PROVIDED INFORMATION:
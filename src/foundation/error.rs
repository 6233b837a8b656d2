/// Convenience result type used across Oculyte.
pub type OculyteResult<T> = Result<T, OculyteError>;

/// Top-level error taxonomy used by crate APIs.
///
/// The generative core (spec generation, trait description, frame
/// planning) is infallible by contract; errors only arise at the
/// raster and IO boundaries.
#[derive(thiserror::Error, Debug)]
pub enum OculyteError {
    /// Invalid caller-provided data (canvas dimensions, seed ranges).
    #[error("validation error: {0}")]
    Validation(String),

    /// Errors while rasterizing a frame plan.
    #[error("render error: {0}")]
    Render(String),

    /// Wrapped lower-level error from dependencies or IO.
    #[error(transparent)]
    Other(#[from] anyhow::Error),
}

impl OculyteError {
    /// Build a [`OculyteError::Validation`] value.
    pub fn validation(msg: impl Into<String>) -> Self {
        Self::Validation(msg.into())
    }

    /// Build a [`OculyteError::Render`] value.
    pub fn render(msg: impl Into<String>) -> Self {
        Self::Render(msg.into())
    }
}

#[cfg(test)]
mod tests {
    use super::*;

    #[test]
    fn display_includes_category_prefix() {
        let e = OculyteError::validation("canvas width must be > 0");
        assert_eq!(e.to_string(), "validation error: canvas width must be > 0");

        let e = OculyteError::render("pixmap dims exceed u16");
        assert_eq!(e.to_string(), "render error: pixmap dims exceed u16");
    }

    #[test]
    fn anyhow_wraps_transparently() {
        let inner = anyhow::anyhow!("disk on fire");
        let e = OculyteError::from(inner);
        assert_eq!(e.to_string(), "disk on fire");
    }
}
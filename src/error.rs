use std::io;
use std::path::PathBuf;

use thiserror::Error;

/// Fatal errors. Problems with individual files or directories are carried as
/// data (`FileFailure`, `WalkError`) and never abort a run.
#[derive(Debug, Error)]
pub enum Error {
    #[error("Path does not exist: {}", .0.display())]
    MissingRoot(PathBuf),

    #[error("Invalid pattern '{pattern}': {source}")]
    Pattern {
        pattern: String,
        source: glob::PatternError,
    },

    #[error("Invalid {kind} pattern for {language}: {source}")]
    Regex {
        language: String,
        kind: &'static str,
        source: regex::Error,
    },

    #[error("I/O error on {}: {source}", path.display())]
    Io { path: PathBuf, source: io::Error },

    #[error("Failed to render JSON: {0}")]
    Json(#[from] serde_json::Error),
}

pub type Result<T> = std::result::Result<T, Error>;

impl Error {
    pub fn io(path: impl Into<PathBuf>, source: io::Error) -> Self {
        Error::Io {
            path: path.into(),
            source,
        }
    }
}
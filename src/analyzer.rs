use std::fs;
use std::io::{self, BufRead, BufReader, Read};
use std::path::{Path, PathBuf};

use serde::{Serialize, Serializer};

use crate::classify::{classify, LineKind};
use crate::language::LanguageProfile;

/// Statistics for one file, produced once and never modified.
///
/// `code_lines + comment_lines + blank_lines == lines` holds for every record.
#[derive(Debug, Default, Clone, PartialEq, Eq, Serialize)]
pub struct FileRecord {
    #[serde(serialize_with = "serialize_path")]
    pub path: PathBuf,
    pub lines: u64,
    pub code_lines: u64,
    pub comment_lines: u64,
    pub blank_lines: u64,
    pub characters: u64,
    pub functions: u64,
    pub classes: u64,
    pub size: u64,
}

impl FileRecord {
    fn empty(path: &Path) -> Self {
        FileRecord {
            path: path.to_path_buf(),
            ..FileRecord::default()
        }
    }
}

fn serialize_path<S: Serializer>(path: &Path, serializer: S) -> Result<S::Ok, S::Error> {
    serializer.serialize_str(&path.to_string_lossy())
}

#[derive(Debug, Clone, Copy, PartialEq, Eq, Serialize)]
#[serde(rename_all = "snake_case")]
pub enum FailureKind {
    /// The file could not be opened; its record is all zeros.
    Open,
    /// Reading stopped part way; the record holds the lines read before the error.
    Read,
}

impl FailureKind {
    pub fn as_str(self) -> &'static str {
        match self {
            FailureKind::Open => "open",
            FailureKind::Read => "read",
        }
    }
}

#[derive(Debug, Clone, PartialEq, Eq, Serialize)]
pub struct FileFailure {
    #[serde(serialize_with = "serialize_path")]
    pub path: PathBuf,
    pub kind: FailureKind,
    pub error: String,
}

impl FileFailure {
    fn new(path: &Path, kind: FailureKind, err: &io::Error) -> Self {
        FileFailure {
            path: path.to_path_buf(),
            kind,
            error: err.to_string(),
        }
    }
}

#[derive(Debug, Clone)]
pub struct Analysis {
    pub record: FileRecord,
    pub failure: Option<FileFailure>,
}

/// One line of input: lossily decoded text plus the raw byte width without
/// its terminator.
#[derive(Debug, Clone, PartialEq, Eq)]
pub struct SourceLine {
    pub text: String,
    pub width: usize,
}

/// Reads lines from any reader, replacing invalid UTF-8 with the replacement character.
pub struct LossyLineReader {
    reader: BufReader<Box<dyn Read + Send>>,
    buffer: Vec<u8>,
}

impl LossyLineReader {
    pub fn new<R: Read + Send + 'static>(reader: R) -> Self {
        Self {
            reader: BufReader::new(Box::new(reader)),
            buffer: Vec::with_capacity(8 * 1024),
        }
    }
}

impl Iterator for LossyLineReader {
    type Item = io::Result<SourceLine>;

    fn next(&mut self) -> Option<Self::Item> {
        self.buffer.clear();
        match self.reader.read_until(b'\n', &mut self.buffer) {
            Ok(0) => None,
            Ok(_) => {
                let mut end = self.buffer.len();
                if self.buffer.get(end - 1) == Some(&b'\n') {
                    end -= 1;
                    if end > 0 && self.buffer.get(end - 1) == Some(&b'\r') {
                        end -= 1;
                    }
                }
                let raw = &self.buffer[..end];
                Some(Ok(SourceLine {
                    text: String::from_utf8_lossy(raw).into_owned(),
                    width: raw.len(),
                }))
            }
            Err(err) => Some(Err(err)),
        }
    }
}

/// Analyze a file on disk. Never fails: open and read errors are reported in
/// [`Analysis::failure`] alongside whatever could be counted.
pub fn analyze_file(path: &Path, profile: &LanguageProfile) -> Analysis {
    let file = match fs::File::open(path) {
        Ok(file) => file,
        Err(err) => {
            return Analysis {
                record: FileRecord::empty(path),
                failure: Some(FileFailure::new(path, FailureKind::Open, &err)),
            }
        }
    };
    let size = file.metadata().map(|meta| meta.len()).unwrap_or(0);
    analyze_reader(path, size, file, profile)
}

pub fn analyze_reader<R: Read + Send + 'static>(
    path: &Path,
    size: u64,
    reader: R,
    profile: &LanguageProfile,
) -> Analysis {
    let mut record = FileRecord {
        size,
        ..FileRecord::empty(path)
    };
    let mut failure = None;

    for line_result in LossyLineReader::new(reader) {
        let line = match line_result {
            Ok(line) => line,
            Err(err) => {
                failure = Some(FileFailure::new(path, FailureKind::Read, &err));
                break;
            }
        };

        record.lines += 1;
        record.characters += line.width as u64 + 1;

        let class = classify(&line.text, profile);
        match class.kind {
            LineKind::Blank => record.blank_lines += 1,
            LineKind::Comment => record.comment_lines += 1,
            LineKind::Code => {
                record.code_lines += 1;
                record.functions += u64::from(class.is_function);
                record.classes += u64::from(class.is_class);
            }
        }
    }

    Analysis { record, failure }
}
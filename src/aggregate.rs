//! Fan-out/fan-in aggregation of file statistics.
//!
//! A producer thread feeds paths into a bounded queue, a fixed pool of worker
//! threads analyzes them. The per-language map is owned by the calling thread,
//! which merges each finished file as it arrives on the outcome channel.

use std::collections::BTreeMap;
use std::path::PathBuf;
use std::thread;

use crossbeam_channel::{bounded, Sender};
use serde::Serialize;
use tracing::{debug, info, warn};

use crate::analyzer::{analyze_file, Analysis, FileFailure, FileRecord};
use crate::language::LanguageRegistry;

pub const DEFAULT_WORKERS: usize = 20;
pub const DEFAULT_QUEUE_CAPACITY: usize = 1000;

/// Running sums for one language within a single run.
#[derive(Debug, Default, Clone, Serialize)]
pub struct LanguageAggregate {
    #[serde(skip)]
    pub language: String,
    pub files: u64,
    pub lines: u64,
    pub code_lines: u64,
    pub comment_lines: u64,
    pub blank_lines: u64,
    pub characters: u64,
    pub functions: u64,
    pub classes: u64,
    pub size: u64,
    /// Contributing files in arrival order, which varies between runs.
    #[serde(skip)]
    pub records: Vec<FileRecord>,
}

impl LanguageAggregate {
    pub fn new(language: impl Into<String>) -> Self {
        LanguageAggregate {
            language: language.into(),
            ..LanguageAggregate::default()
        }
    }

    pub fn add(&mut self, record: FileRecord) {
        self.files += 1;
        self.lines += record.lines;
        self.code_lines += record.code_lines;
        self.comment_lines += record.comment_lines;
        self.blank_lines += record.blank_lines;
        self.characters += record.characters;
        self.functions += record.functions;
        self.classes += record.classes;
        self.size += record.size;
        self.records.push(record);
    }
}

/// Element-wise sum over any set of aggregates or records. Computed on demand
/// by renderers; the aggregator never stores one.
#[derive(Debug, Default, Clone, Copy, PartialEq, Eq, Serialize)]
pub struct Totals {
    pub files: u64,
    pub lines: u64,
    pub code_lines: u64,
    pub comment_lines: u64,
    pub blank_lines: u64,
    pub characters: u64,
    pub functions: u64,
    pub classes: u64,
    pub size: u64,
}

impl Totals {
    pub fn sum<'a>(aggregates: impl IntoIterator<Item = &'a LanguageAggregate>) -> Self {
        aggregates
            .into_iter()
            .fold(Totals::default(), |mut totals, agg| {
                totals.files += agg.files;
                totals.lines += agg.lines;
                totals.code_lines += agg.code_lines;
                totals.comment_lines += agg.comment_lines;
                totals.blank_lines += agg.blank_lines;
                totals.characters += agg.characters;
                totals.functions += agg.functions;
                totals.classes += agg.classes;
                totals.size += agg.size;
                totals
            })
    }

    pub fn add_record(&mut self, record: &FileRecord) {
        self.files += 1;
        self.lines += record.lines;
        self.code_lines += record.code_lines;
        self.comment_lines += record.comment_lines;
        self.blank_lines += record.blank_lines;
        self.characters += record.characters;
        self.functions += record.functions;
        self.classes += record.classes;
        self.size += record.size;
    }

    pub fn code_ratio(&self) -> f64 {
        if self.lines == 0 {
            0.0
        } else {
            self.code_lines as f64 / self.lines as f64 * 100.0
        }
    }

    pub fn avg_lines_per_function(&self) -> Option<f64> {
        (self.functions > 0).then(|| self.code_lines as f64 / self.functions as f64)
    }
}

/// The completed result of one run.
#[derive(Debug, Default)]
pub struct Aggregation {
    pub languages: BTreeMap<String, LanguageAggregate>,
    /// Files that failed to open or read. They are still counted in `languages`.
    pub failures: Vec<FileFailure>,
    /// Paths whose name resolved to no language.
    pub skipped: u64,
}

impl Aggregation {
    pub fn totals(&self) -> Totals {
        Totals::sum(self.languages.values())
    }

    pub fn records(&self) -> impl Iterator<Item = &FileRecord> {
        self.languages.values().flat_map(|agg| agg.records.iter())
    }

    fn merge(&mut self, outcome: Outcome<'_>) {
        match outcome {
            Outcome::Skipped(path) => {
                debug!("no language for {}", path.display());
                self.skipped += 1;
            }
            Outcome::Analyzed { language, analysis } => {
                if let Some(failure) = analysis.failure {
                    warn!(
                        "failed to {} {}: {}",
                        failure.kind.as_str(),
                        failure.path.display(),
                        failure.error
                    );
                    self.failures.push(failure);
                }
                self.languages
                    .entry(language.to_string())
                    .or_insert_with(|| LanguageAggregate::new(language))
                    .add(analysis.record);
            }
        }
    }
}

/// Sending half of the path queue, lent to the producer for the duration of a run.
pub struct PathSink {
    tx: Sender<PathBuf>,
}

impl PathSink {
    /// Queue a path, blocking while the queue is full. Returns `false` if no
    /// worker is left to receive it.
    pub fn submit(&self, path: impl Into<PathBuf>) -> bool {
        self.tx.send(path.into()).is_ok()
    }
}

enum Outcome<'r> {
    Skipped(PathBuf),
    Analyzed {
        language: &'r str,
        analysis: Analysis,
    },
}

pub struct Aggregator<'r> {
    registry: &'r LanguageRegistry,
    workers: usize,
    queue_capacity: usize,
}

impl<'r> Aggregator<'r> {
    pub fn new(registry: &'r LanguageRegistry) -> Self {
        Aggregator {
            registry,
            workers: DEFAULT_WORKERS,
            queue_capacity: DEFAULT_QUEUE_CAPACITY,
        }
    }

    pub fn workers(mut self, workers: usize) -> Self {
        self.workers = workers.max(1);
        self
    }

    pub fn queue_capacity(mut self, capacity: usize) -> Self {
        self.queue_capacity = capacity.max(1);
        self
    }

    #[cfg(test)]
    pub fn run_paths<I>(&self, paths: I) -> Aggregation
    where
        I: IntoIterator<Item = PathBuf>,
        I::IntoIter: Send,
    {
        let paths = paths.into_iter();
        let (aggregation, ()) = self.run(move |sink| {
            for path in paths {
                if !sink.submit(path) {
                    break;
                }
            }
        });
        aggregation
    }

    #[cfg(test)]
    pub fn run<F, R>(&self, produce: F) -> (Aggregation, R)
    where
        F: FnOnce(&PathSink) -> R + Send,
        R: Send,
    {
        self.run_with_progress(produce, |_| {})
    }

    /// Run `produce` on its own thread and analyze every path it submits.
    ///
    /// The queue closes when `produce` returns, and this call returns only
    /// after every submitted path has been merged. `on_record` is called on
    /// the merging thread once per merged file.
    pub fn run_with_progress<F, R, P>(&self, produce: F, mut on_record: P) -> (Aggregation, R)
    where
        F: FnOnce(&PathSink) -> R + Send,
        R: Send,
        P: FnMut(&FileRecord),
    {
        info!(
            "starting analysis with {} workers (queue capacity {})",
            self.workers, self.queue_capacity
        );

        let (path_tx, path_rx) = bounded::<PathBuf>(self.queue_capacity);
        let (outcome_tx, outcome_rx) = bounded::<Outcome<'r>>(self.queue_capacity);
        let mut aggregation = Aggregation::default();

        let produced = thread::scope(|scope| {
            let producer = scope.spawn(move || {
                let sink = PathSink { tx: path_tx };
                produce(&sink)
            });

            for _ in 0..self.workers {
                let paths = path_rx.clone();
                let outcomes = outcome_tx.clone();
                let registry = self.registry;
                scope.spawn(move || {
                    for path in paths.iter() {
                        let outcome = match registry.resolve_path(&path) {
                            Some(profile) => Outcome::Analyzed {
                                language: profile.name(),
                                analysis: analyze_file(&path, profile),
                            },
                            None => Outcome::Skipped(path),
                        };
                        if outcomes.send(outcome).is_err() {
                            break;
                        }
                    }
                });
            }
            // Only the workers hold these now, so the outcome stream ends when they do.
            drop(path_rx);
            drop(outcome_tx);

            for outcome in outcome_rx.iter() {
                if let Outcome::Analyzed { analysis, .. } = &outcome {
                    on_record(&analysis.record);
                }
                aggregation.merge(outcome);
            }

            match producer.join() {
                Ok(produced) => produced,
                Err(panic) => std::panic::resume_unwind(panic),
            }
        });

        info!(
            "analysis finished: {} languages, {} failures, {} skipped",
            aggregation.languages.len(),
            aggregation.failures.len(),
            aggregation.skipped
        );
        (aggregation, produced)
    }
}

THE PROBLEM: Please write out, exactly as they appear above, only the lines in the stretch from the line with "Totals::sum(self.languages.values())" through the line with "if let Some(failure)".

TASK RESULT:
        Totals::sum(self.languages.values())
    }

    pub fn records(&self) -> impl Iterator<Item = &FileRecord> {
        self.languages.values().flat_map(|agg| agg.records.iter())
    }

    fn merge(&mut self, outcome: Outcome<'_>) {
        match outcome {
            Outcome::Skipped(path) => {
                debug!("no language for {}", path.display());
                self.skipped += 1;
            }
            Outcome::Analyzed { language, analysis } => {
                if let Some(failure) = analysis.failure {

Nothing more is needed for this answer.